_Source material:_
== Segment start ==

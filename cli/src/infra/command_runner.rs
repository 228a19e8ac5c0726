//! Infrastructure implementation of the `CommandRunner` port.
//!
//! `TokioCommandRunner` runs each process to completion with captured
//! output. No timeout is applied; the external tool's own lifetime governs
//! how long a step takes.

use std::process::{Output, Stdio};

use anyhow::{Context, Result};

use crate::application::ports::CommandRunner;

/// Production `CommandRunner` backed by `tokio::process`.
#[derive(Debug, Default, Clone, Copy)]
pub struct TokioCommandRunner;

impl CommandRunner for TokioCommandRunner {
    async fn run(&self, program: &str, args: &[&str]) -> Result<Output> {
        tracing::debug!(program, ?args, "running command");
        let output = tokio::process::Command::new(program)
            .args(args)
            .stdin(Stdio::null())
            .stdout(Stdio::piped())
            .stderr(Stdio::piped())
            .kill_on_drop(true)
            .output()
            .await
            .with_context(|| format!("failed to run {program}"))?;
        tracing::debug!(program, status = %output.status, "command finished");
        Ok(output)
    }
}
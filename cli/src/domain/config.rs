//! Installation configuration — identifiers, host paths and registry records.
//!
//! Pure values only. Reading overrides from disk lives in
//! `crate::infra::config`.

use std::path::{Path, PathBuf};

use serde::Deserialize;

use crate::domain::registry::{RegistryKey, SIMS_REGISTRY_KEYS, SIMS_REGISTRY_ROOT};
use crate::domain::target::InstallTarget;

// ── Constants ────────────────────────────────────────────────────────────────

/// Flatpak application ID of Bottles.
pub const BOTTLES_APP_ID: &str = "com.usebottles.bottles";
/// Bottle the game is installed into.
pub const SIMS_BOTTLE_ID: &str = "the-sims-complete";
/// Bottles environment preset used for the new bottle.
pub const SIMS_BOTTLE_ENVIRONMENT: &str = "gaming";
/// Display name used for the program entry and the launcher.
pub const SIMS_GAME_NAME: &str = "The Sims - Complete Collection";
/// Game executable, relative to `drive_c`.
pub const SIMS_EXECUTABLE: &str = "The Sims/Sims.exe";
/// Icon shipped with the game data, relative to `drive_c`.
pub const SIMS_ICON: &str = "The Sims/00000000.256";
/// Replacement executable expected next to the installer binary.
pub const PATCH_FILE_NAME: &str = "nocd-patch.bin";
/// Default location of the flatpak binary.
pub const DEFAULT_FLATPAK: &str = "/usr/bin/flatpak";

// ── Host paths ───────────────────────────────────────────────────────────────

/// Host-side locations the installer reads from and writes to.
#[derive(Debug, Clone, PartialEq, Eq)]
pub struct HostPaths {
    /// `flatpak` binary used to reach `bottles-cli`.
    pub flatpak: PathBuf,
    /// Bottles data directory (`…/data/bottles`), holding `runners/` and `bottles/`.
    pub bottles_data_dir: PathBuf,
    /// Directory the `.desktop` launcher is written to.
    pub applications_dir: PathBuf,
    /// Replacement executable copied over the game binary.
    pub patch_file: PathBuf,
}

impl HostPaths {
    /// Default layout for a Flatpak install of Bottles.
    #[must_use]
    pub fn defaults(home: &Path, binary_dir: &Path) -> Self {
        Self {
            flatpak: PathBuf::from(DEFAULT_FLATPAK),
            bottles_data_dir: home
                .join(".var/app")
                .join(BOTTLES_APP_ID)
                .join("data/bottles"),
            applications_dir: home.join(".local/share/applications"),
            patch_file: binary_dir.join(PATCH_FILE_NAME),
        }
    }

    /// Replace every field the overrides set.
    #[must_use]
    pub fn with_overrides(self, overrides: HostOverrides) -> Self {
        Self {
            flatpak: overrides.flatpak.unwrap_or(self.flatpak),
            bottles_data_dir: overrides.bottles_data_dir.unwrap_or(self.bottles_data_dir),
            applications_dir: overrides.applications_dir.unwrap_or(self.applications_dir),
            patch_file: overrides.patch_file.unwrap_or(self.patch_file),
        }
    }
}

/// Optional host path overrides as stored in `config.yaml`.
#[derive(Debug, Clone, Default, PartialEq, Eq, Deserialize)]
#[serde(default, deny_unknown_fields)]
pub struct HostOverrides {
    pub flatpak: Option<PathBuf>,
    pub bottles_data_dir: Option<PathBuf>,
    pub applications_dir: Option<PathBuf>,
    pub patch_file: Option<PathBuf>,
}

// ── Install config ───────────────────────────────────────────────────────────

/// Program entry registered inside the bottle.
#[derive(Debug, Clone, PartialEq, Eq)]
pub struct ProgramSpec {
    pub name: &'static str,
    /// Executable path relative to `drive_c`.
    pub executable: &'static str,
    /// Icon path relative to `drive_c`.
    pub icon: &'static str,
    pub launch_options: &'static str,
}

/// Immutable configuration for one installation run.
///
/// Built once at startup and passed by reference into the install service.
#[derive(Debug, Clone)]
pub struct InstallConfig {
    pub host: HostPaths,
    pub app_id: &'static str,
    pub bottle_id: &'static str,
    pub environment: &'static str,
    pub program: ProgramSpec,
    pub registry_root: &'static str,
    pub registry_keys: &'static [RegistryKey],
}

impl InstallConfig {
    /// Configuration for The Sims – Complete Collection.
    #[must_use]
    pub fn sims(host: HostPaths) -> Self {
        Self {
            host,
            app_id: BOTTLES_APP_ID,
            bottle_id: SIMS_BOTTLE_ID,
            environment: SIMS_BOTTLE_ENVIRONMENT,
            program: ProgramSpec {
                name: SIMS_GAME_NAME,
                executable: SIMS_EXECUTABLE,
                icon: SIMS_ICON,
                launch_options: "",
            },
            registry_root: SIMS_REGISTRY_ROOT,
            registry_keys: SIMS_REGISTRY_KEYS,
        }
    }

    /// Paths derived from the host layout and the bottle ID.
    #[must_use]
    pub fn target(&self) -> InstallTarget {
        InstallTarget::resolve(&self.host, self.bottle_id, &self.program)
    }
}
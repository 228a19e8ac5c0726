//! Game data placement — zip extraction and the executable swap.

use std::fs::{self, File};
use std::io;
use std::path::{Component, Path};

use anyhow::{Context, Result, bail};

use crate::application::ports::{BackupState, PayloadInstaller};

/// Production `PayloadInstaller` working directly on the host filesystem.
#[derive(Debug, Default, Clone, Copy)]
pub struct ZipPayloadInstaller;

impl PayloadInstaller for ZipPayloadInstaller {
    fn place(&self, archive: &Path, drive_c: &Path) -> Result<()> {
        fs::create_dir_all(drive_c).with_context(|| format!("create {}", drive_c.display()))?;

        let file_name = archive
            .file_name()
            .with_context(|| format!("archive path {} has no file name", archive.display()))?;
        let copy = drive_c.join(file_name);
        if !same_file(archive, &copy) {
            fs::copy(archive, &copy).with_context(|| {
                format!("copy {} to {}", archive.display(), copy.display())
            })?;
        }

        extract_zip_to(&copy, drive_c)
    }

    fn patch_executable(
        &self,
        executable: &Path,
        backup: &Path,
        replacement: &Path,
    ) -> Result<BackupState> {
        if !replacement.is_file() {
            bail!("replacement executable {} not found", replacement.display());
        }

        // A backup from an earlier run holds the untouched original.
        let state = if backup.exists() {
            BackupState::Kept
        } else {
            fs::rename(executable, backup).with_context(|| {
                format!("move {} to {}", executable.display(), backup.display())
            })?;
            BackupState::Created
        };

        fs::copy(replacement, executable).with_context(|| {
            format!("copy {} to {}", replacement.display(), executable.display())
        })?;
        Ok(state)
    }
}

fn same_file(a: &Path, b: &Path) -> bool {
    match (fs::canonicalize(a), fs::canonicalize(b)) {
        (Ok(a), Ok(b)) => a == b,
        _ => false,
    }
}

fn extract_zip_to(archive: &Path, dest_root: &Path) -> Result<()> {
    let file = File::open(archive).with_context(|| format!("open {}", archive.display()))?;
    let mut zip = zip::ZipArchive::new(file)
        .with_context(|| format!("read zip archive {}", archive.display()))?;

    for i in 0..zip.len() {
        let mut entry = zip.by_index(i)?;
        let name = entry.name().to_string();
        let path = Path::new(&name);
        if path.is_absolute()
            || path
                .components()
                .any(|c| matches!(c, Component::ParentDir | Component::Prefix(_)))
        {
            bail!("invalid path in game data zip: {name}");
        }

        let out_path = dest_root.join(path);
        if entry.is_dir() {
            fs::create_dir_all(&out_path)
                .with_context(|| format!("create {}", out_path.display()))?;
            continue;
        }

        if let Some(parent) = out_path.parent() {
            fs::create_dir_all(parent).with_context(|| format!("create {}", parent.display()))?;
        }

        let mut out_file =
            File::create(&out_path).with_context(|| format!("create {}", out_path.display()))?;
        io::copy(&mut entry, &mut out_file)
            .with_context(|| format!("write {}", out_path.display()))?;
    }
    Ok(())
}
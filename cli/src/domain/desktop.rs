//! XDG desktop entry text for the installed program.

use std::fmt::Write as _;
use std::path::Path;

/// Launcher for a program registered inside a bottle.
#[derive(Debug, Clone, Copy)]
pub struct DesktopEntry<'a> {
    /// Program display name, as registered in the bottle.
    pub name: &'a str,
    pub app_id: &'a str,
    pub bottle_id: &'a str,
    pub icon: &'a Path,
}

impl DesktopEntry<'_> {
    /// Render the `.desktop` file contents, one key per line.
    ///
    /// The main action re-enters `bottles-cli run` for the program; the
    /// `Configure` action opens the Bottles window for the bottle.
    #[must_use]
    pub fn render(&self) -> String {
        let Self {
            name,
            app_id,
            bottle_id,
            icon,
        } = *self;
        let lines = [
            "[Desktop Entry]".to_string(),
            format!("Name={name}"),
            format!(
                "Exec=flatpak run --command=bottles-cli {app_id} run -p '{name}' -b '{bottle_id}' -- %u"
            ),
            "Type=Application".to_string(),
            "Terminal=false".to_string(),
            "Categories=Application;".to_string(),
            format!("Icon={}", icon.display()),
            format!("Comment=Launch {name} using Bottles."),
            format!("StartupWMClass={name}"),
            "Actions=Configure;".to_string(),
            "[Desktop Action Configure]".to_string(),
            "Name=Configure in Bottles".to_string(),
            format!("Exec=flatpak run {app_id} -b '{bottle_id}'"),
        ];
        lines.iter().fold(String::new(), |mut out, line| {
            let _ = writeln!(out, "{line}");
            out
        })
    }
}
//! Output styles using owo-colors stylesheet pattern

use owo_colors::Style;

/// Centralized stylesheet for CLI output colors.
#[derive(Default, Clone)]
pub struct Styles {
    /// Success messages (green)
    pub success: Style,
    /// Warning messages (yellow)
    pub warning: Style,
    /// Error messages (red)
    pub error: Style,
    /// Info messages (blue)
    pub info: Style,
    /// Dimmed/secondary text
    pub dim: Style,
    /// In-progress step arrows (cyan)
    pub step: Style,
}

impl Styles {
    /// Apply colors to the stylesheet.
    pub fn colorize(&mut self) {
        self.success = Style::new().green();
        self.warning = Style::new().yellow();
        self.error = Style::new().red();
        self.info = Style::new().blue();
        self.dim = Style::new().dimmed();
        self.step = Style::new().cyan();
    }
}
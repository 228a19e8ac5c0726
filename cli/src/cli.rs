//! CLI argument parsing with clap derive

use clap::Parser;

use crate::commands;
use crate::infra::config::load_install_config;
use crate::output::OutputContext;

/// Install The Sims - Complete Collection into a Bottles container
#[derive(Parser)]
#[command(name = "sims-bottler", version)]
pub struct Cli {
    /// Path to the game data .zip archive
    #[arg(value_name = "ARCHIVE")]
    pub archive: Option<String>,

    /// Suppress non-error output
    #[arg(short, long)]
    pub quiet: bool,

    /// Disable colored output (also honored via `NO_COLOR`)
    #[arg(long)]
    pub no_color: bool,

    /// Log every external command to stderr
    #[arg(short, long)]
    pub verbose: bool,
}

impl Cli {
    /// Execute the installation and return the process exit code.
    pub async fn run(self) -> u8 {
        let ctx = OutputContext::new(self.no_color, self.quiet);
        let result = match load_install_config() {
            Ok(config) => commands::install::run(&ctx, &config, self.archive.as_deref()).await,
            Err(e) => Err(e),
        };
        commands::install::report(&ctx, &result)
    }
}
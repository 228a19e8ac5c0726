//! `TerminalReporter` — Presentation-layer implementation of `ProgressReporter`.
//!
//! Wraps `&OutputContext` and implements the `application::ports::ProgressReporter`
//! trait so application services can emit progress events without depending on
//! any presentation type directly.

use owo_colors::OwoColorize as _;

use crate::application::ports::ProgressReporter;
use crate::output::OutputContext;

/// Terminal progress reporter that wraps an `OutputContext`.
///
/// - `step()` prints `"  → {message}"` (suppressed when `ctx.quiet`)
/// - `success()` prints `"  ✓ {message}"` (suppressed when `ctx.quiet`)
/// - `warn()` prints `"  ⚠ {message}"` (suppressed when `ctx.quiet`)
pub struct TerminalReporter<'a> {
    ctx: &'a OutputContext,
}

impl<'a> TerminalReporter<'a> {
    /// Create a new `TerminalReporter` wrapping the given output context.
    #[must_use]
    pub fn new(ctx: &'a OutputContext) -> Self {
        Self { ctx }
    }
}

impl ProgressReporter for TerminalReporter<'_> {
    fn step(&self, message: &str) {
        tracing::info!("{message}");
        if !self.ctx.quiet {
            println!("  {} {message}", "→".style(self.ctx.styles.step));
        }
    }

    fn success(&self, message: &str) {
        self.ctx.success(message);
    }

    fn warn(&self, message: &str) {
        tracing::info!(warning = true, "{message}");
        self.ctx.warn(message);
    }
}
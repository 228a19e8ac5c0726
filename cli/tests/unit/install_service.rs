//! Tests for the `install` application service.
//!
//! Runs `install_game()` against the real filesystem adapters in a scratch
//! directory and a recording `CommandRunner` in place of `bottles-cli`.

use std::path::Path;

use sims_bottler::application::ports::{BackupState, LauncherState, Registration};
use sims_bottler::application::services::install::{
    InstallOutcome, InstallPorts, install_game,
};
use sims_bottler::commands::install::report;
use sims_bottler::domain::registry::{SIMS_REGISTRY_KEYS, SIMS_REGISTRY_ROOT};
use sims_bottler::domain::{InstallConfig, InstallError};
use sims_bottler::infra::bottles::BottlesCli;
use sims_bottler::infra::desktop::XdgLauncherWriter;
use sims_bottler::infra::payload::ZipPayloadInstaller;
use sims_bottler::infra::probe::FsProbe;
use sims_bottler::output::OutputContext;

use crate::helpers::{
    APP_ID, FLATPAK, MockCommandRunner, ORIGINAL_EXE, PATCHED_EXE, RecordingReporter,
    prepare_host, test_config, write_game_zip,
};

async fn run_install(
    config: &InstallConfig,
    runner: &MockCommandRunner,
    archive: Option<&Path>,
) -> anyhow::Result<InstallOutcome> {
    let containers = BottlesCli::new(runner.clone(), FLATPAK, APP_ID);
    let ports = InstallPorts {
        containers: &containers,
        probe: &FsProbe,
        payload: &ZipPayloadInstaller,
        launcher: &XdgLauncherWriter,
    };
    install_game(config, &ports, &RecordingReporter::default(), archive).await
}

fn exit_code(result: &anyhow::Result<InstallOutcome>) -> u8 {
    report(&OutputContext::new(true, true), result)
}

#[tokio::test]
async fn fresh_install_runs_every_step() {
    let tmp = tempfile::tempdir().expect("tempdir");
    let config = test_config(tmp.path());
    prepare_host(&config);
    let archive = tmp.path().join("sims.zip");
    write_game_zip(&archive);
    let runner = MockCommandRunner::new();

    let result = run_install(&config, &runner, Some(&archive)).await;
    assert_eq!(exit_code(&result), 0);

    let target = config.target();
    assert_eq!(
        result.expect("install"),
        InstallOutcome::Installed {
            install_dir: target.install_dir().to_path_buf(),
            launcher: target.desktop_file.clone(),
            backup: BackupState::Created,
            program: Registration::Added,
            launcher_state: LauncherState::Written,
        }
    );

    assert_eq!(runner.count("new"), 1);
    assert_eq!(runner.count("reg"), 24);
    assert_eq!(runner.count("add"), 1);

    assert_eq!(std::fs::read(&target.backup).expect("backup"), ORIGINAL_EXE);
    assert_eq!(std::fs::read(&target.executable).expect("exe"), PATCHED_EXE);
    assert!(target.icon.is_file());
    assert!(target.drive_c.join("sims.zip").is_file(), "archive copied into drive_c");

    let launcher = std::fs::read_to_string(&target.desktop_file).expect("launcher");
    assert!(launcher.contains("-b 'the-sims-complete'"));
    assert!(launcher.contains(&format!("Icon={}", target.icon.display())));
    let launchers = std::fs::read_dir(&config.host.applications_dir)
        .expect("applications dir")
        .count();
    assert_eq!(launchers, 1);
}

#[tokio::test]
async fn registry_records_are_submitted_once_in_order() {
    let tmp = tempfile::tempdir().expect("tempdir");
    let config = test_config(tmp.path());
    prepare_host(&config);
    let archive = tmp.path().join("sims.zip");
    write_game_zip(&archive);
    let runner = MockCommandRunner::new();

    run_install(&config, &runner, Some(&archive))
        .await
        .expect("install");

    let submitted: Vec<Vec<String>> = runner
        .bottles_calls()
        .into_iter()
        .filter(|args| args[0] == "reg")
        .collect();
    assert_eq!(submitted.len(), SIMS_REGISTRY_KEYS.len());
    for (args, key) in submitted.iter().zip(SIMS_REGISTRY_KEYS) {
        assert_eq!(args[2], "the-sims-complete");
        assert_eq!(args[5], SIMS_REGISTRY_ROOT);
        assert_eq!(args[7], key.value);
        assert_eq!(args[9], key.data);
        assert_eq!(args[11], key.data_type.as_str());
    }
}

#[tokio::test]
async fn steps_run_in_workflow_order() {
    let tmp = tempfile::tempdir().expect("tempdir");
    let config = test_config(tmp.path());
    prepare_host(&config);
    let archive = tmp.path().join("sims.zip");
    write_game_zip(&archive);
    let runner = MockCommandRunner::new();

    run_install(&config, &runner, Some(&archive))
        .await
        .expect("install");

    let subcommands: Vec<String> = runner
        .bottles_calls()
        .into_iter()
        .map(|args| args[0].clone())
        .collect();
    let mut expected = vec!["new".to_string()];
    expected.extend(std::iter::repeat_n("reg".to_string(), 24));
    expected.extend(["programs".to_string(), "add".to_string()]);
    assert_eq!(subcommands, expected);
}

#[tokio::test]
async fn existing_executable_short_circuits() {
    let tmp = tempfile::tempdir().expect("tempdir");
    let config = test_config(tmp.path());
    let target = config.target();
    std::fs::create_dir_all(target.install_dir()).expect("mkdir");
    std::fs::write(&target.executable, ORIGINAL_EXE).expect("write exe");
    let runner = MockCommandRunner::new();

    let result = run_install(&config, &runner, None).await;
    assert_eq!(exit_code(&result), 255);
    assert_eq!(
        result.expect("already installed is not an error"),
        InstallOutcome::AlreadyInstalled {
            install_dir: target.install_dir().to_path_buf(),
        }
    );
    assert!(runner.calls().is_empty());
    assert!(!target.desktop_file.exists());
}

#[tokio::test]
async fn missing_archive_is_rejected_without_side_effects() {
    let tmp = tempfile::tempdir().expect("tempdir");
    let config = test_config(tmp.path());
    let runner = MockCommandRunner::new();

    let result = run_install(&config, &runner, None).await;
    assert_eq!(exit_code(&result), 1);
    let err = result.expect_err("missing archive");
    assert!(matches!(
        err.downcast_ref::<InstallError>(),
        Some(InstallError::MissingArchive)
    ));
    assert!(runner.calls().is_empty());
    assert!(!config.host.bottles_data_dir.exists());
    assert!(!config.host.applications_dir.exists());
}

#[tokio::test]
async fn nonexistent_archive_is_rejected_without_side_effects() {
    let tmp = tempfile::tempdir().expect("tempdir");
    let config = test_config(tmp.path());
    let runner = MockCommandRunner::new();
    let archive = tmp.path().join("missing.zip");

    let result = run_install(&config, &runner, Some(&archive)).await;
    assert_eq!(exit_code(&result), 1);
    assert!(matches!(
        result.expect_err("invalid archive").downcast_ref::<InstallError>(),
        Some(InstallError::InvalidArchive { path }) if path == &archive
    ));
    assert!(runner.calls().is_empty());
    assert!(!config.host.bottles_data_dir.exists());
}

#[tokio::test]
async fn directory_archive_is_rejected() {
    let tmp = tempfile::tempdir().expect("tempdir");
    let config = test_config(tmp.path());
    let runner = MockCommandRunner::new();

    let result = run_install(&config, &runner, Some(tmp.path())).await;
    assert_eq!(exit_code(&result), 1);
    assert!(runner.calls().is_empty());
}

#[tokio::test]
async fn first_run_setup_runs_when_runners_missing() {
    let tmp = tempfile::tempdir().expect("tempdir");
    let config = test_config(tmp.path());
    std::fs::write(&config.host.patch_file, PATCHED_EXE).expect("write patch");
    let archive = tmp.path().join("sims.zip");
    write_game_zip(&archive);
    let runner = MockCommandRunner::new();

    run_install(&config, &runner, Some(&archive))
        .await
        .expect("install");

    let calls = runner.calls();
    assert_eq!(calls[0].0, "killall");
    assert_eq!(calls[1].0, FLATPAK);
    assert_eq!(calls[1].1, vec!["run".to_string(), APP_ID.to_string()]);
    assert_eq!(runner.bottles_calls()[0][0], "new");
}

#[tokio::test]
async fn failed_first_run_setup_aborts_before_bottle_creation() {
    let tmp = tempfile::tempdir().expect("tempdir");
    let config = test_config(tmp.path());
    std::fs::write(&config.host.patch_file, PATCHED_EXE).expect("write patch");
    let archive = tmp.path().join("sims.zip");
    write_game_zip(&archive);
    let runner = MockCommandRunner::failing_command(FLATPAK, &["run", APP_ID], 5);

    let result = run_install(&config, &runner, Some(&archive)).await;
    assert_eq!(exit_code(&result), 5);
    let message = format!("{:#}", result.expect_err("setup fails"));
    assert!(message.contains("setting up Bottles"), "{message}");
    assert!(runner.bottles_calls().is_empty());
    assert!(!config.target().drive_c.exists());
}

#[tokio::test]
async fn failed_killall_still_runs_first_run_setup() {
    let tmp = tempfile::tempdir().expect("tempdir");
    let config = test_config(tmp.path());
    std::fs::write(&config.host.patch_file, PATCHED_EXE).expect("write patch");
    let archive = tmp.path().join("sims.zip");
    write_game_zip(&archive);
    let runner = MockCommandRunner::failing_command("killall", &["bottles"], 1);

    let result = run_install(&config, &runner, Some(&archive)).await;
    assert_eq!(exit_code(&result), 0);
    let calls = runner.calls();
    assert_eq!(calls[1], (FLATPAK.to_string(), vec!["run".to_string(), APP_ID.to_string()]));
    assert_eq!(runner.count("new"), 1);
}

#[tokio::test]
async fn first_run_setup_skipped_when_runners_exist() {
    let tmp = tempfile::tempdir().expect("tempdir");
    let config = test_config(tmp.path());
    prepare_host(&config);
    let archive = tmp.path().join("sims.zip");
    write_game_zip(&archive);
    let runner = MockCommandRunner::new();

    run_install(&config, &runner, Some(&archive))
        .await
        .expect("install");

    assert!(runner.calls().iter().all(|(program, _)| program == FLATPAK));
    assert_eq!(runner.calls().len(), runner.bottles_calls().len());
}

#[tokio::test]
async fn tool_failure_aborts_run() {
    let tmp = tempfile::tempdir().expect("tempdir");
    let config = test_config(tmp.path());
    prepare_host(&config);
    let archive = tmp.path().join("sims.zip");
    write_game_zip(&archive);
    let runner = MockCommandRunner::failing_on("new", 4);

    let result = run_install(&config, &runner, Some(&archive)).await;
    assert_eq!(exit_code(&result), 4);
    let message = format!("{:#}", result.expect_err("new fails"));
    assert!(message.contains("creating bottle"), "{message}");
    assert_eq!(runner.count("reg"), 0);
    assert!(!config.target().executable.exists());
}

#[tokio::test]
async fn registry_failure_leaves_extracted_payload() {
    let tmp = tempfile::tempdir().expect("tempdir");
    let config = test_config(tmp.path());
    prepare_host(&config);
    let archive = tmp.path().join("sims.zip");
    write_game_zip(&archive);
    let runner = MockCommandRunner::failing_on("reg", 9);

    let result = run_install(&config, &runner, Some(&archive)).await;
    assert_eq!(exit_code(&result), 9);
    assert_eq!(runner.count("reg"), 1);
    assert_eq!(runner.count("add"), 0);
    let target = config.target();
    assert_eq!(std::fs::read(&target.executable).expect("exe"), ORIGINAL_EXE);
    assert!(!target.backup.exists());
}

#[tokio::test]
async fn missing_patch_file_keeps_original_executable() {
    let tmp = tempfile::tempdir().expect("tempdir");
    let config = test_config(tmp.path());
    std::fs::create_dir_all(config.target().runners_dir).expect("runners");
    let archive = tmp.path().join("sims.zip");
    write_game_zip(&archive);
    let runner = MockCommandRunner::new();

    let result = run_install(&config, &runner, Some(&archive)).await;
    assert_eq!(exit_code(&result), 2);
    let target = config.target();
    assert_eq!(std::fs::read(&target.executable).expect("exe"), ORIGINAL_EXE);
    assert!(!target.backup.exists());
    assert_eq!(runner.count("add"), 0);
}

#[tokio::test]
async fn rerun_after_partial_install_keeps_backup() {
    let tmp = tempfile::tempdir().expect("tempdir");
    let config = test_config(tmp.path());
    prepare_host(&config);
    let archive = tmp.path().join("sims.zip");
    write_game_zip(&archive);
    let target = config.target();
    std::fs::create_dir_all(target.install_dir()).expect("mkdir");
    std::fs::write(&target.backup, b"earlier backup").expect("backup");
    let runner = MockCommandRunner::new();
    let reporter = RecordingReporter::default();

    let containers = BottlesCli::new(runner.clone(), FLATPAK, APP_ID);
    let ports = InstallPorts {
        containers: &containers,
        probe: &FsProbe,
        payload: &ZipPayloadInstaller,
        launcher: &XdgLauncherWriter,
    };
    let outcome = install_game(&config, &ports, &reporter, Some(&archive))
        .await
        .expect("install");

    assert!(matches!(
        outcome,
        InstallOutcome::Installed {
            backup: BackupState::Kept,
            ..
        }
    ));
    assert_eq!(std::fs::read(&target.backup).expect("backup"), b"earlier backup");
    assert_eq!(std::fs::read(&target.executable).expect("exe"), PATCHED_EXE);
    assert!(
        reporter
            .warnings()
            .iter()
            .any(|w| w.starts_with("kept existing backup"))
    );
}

== Segment end ==

_What is being asked:_ Within the listing above, extract exactly the lines from the line with "filename cli/src/domain/desktop.rs" to the line with "pub app_id: &'a", the two named lines included, and no others.

_Reply:_
filename cli/src/domain/desktop.rs
//! XDG desktop entry text for the installed program.

use std::fmt::Write as _;
use std::path::Path;

/// Launcher for a program registered inside a bottle.
#[derive(Debug, Clone, Copy)]
pub struct DesktopEntry<'a> {
    /// Program display name, as registered in the bottle.
    pub name: &'a str,
    pub app_id: &'a str,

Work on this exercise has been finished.